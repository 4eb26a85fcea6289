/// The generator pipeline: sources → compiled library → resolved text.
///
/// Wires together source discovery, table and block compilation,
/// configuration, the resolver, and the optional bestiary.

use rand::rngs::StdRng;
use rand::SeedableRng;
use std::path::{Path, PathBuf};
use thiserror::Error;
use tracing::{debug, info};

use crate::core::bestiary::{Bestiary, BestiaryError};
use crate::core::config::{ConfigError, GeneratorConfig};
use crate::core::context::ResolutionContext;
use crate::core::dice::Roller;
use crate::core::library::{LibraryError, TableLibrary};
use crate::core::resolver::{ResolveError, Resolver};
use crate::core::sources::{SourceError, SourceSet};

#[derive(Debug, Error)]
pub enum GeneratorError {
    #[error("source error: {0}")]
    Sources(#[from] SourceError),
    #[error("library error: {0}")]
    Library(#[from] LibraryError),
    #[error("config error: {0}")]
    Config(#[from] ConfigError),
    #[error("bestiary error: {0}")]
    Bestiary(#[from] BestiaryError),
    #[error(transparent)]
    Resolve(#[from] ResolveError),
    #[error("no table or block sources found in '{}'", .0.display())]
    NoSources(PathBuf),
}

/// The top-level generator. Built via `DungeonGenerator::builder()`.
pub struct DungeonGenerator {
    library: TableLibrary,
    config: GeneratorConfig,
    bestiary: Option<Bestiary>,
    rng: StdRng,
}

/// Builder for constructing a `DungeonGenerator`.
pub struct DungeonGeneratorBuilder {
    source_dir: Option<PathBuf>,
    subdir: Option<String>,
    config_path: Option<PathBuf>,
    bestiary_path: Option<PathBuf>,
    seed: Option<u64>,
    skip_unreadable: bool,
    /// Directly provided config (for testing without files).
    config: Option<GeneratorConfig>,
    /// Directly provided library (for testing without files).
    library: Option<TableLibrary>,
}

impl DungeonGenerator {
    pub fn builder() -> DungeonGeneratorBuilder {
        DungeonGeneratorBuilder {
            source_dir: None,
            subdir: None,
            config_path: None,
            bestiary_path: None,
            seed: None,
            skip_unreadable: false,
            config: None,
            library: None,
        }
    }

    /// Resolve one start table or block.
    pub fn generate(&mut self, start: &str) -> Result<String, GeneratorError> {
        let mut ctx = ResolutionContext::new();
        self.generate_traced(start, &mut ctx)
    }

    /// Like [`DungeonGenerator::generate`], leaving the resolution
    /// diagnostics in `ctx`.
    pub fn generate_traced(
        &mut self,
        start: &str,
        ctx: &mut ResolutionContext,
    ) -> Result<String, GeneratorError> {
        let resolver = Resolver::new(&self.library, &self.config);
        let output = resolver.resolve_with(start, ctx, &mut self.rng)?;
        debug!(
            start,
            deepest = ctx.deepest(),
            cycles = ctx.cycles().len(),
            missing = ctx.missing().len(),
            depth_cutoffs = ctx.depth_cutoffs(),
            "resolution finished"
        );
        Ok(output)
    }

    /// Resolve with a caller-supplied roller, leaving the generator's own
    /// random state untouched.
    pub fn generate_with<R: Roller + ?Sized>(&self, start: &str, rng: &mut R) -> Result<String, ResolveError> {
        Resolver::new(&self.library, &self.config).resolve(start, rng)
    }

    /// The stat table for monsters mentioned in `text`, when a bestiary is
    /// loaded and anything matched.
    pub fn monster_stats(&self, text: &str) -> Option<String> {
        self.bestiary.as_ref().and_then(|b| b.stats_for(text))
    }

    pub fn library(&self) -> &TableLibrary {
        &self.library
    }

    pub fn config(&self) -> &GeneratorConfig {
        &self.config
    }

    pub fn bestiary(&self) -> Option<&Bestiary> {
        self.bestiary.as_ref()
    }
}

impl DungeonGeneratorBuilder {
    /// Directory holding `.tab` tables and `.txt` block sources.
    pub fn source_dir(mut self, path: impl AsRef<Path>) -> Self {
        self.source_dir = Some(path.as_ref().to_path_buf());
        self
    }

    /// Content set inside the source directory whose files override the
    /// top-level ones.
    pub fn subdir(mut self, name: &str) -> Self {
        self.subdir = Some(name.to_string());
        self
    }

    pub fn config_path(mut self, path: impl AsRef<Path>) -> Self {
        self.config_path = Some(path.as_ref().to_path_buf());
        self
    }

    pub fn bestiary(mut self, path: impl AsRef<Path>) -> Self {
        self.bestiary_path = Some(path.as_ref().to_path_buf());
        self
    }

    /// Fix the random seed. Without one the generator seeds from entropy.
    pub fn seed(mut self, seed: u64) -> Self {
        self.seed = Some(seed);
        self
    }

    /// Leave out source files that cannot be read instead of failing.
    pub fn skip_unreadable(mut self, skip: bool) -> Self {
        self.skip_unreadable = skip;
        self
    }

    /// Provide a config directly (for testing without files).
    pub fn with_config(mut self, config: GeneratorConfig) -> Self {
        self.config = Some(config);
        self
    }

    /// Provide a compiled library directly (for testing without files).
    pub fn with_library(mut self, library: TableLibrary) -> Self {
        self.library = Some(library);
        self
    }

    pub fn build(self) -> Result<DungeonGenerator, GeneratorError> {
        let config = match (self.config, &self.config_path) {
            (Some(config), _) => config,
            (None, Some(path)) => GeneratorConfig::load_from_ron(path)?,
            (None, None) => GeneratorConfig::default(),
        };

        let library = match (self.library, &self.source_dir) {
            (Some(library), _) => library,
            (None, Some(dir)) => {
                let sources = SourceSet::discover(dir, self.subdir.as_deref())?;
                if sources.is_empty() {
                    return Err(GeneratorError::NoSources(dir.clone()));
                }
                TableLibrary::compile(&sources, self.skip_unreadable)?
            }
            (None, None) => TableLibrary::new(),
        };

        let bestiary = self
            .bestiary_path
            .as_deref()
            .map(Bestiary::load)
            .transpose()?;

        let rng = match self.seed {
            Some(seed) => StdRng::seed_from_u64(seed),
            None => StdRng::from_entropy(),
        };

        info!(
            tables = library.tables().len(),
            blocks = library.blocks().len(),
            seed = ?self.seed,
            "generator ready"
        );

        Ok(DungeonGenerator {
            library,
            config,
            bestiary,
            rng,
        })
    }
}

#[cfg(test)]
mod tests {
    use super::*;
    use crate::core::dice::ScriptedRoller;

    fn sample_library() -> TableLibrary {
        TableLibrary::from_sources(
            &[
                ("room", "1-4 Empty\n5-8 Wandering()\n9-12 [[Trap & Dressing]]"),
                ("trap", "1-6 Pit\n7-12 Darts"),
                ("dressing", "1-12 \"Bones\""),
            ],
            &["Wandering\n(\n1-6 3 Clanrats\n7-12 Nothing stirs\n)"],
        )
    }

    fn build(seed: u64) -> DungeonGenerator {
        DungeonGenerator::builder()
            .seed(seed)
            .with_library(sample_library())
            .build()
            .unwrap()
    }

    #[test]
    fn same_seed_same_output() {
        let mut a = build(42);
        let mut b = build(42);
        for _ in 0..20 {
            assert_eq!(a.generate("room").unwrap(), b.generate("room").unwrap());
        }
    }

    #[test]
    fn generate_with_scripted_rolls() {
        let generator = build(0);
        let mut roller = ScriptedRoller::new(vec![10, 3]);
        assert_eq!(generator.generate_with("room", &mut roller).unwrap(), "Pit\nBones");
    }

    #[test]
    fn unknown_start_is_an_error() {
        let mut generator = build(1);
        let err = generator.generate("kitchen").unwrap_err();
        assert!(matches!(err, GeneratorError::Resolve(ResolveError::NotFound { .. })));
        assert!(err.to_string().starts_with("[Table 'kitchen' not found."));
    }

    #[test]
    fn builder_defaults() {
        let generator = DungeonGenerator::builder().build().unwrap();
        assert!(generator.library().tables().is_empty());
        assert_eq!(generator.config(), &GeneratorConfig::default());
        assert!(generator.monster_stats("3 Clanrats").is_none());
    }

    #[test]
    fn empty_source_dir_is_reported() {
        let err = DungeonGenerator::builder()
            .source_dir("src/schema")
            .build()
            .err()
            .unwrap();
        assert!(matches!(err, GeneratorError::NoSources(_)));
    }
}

...

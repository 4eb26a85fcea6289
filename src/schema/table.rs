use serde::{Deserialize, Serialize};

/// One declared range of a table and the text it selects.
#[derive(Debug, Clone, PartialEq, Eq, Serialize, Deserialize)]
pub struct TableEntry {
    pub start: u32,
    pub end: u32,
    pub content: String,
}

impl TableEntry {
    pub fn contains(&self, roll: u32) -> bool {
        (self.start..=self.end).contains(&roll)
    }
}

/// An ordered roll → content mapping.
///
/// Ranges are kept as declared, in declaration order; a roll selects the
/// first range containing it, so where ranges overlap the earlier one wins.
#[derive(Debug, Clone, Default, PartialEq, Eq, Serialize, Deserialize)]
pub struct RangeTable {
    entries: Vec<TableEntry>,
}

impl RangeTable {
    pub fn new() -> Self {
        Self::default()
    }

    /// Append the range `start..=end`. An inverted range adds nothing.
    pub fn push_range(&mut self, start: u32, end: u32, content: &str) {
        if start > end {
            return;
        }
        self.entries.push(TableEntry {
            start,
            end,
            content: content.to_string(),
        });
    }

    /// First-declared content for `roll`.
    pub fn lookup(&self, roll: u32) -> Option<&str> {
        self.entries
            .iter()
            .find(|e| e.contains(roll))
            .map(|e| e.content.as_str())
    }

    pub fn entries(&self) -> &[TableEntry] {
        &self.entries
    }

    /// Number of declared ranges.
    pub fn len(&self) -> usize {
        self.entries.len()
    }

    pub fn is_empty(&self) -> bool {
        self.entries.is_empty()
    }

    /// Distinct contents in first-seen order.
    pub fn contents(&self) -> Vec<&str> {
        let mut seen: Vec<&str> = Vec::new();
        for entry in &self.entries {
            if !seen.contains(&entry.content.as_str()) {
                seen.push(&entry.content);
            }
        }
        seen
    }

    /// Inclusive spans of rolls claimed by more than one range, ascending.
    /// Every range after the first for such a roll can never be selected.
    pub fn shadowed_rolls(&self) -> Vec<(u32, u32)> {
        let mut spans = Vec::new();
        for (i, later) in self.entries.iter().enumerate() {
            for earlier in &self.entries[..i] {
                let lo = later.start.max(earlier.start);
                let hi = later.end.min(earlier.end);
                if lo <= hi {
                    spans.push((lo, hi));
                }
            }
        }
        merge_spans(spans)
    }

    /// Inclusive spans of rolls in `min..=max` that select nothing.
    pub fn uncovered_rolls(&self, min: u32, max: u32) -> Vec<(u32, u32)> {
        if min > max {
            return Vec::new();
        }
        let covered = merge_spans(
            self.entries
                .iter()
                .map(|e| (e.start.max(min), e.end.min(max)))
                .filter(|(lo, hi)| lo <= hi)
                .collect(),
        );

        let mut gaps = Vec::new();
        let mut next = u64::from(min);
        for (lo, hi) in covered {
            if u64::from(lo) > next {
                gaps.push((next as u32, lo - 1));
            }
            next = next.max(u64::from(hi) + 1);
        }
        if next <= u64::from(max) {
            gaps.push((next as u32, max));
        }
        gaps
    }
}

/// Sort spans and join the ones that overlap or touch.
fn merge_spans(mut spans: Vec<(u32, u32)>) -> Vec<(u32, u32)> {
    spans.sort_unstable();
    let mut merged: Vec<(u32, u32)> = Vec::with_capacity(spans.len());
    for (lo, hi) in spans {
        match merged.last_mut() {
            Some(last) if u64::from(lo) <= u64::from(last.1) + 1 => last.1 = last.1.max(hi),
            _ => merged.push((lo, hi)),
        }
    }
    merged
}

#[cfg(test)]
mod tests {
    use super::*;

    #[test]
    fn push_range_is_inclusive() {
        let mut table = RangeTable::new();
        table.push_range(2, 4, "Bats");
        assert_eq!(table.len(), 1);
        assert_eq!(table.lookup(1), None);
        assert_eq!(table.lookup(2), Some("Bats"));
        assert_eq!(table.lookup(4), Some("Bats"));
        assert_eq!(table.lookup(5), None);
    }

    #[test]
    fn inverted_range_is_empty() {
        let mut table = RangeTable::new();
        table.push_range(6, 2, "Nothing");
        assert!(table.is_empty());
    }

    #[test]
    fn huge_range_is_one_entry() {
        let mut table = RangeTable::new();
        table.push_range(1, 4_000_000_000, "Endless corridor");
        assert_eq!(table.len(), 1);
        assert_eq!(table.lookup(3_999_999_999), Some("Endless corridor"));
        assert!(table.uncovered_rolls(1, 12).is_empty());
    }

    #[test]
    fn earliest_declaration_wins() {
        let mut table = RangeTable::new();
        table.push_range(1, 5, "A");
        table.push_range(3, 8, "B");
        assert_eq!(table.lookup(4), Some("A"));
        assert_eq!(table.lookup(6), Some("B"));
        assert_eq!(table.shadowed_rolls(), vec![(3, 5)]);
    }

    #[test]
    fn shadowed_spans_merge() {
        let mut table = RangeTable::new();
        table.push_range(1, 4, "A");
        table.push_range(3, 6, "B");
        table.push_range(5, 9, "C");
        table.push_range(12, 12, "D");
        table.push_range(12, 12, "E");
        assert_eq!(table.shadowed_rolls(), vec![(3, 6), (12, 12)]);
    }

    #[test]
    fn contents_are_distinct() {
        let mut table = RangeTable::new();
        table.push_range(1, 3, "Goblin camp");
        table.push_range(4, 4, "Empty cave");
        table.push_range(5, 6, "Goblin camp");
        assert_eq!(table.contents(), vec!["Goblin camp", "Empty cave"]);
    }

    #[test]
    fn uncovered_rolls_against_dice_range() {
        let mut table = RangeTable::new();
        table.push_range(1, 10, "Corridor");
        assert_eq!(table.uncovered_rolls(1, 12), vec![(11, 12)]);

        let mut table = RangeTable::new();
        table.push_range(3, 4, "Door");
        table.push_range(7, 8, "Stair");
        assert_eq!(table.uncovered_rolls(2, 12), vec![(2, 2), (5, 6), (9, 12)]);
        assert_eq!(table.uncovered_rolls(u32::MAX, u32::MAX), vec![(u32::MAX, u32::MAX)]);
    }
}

---

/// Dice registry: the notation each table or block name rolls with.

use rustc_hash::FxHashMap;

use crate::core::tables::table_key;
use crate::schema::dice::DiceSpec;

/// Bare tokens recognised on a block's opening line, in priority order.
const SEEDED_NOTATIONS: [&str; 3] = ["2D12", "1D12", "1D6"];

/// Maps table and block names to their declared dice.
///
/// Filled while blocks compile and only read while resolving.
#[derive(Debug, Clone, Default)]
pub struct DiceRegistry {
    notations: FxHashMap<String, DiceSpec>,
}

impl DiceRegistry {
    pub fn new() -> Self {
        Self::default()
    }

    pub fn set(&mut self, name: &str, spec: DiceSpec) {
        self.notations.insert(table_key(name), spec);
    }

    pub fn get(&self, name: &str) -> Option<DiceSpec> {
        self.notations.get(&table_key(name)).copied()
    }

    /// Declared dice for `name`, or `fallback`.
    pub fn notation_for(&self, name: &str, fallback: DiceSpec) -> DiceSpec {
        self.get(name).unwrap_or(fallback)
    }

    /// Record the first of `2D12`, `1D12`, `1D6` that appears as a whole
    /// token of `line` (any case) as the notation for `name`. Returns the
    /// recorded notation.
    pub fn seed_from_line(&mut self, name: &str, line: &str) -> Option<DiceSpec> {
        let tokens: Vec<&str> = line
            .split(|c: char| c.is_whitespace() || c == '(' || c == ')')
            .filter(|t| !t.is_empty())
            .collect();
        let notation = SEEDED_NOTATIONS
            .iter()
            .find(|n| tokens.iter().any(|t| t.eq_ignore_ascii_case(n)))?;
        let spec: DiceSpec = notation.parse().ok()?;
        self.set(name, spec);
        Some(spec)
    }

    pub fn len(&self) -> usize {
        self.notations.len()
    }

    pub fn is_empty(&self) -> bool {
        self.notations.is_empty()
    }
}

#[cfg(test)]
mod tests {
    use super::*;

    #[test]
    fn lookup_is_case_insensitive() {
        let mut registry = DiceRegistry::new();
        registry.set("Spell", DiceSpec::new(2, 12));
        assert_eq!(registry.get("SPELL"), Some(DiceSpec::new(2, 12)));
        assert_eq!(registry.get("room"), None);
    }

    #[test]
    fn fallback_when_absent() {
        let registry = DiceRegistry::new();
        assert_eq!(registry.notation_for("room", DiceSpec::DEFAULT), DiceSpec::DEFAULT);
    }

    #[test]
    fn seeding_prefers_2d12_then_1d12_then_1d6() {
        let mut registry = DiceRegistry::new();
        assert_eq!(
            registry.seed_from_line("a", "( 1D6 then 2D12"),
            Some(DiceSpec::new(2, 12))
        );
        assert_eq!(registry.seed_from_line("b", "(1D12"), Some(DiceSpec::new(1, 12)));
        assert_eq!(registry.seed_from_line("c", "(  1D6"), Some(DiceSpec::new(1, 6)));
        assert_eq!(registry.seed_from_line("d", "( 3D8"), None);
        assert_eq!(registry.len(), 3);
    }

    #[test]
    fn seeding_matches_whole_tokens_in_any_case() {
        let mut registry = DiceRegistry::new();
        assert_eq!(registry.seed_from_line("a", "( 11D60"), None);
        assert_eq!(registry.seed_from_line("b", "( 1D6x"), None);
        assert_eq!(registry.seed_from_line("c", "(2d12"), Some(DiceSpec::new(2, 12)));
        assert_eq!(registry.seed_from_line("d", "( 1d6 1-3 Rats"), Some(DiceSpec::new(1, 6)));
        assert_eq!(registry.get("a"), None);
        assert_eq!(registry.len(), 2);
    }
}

* EXERCISE AIM *
Within the listing above, find every line containing the string "blocks" and return it.

* PROBLEM SOLUTION *
            blocks = library.blocks().len(),
/// Filled while blocks compile and only read while resolving.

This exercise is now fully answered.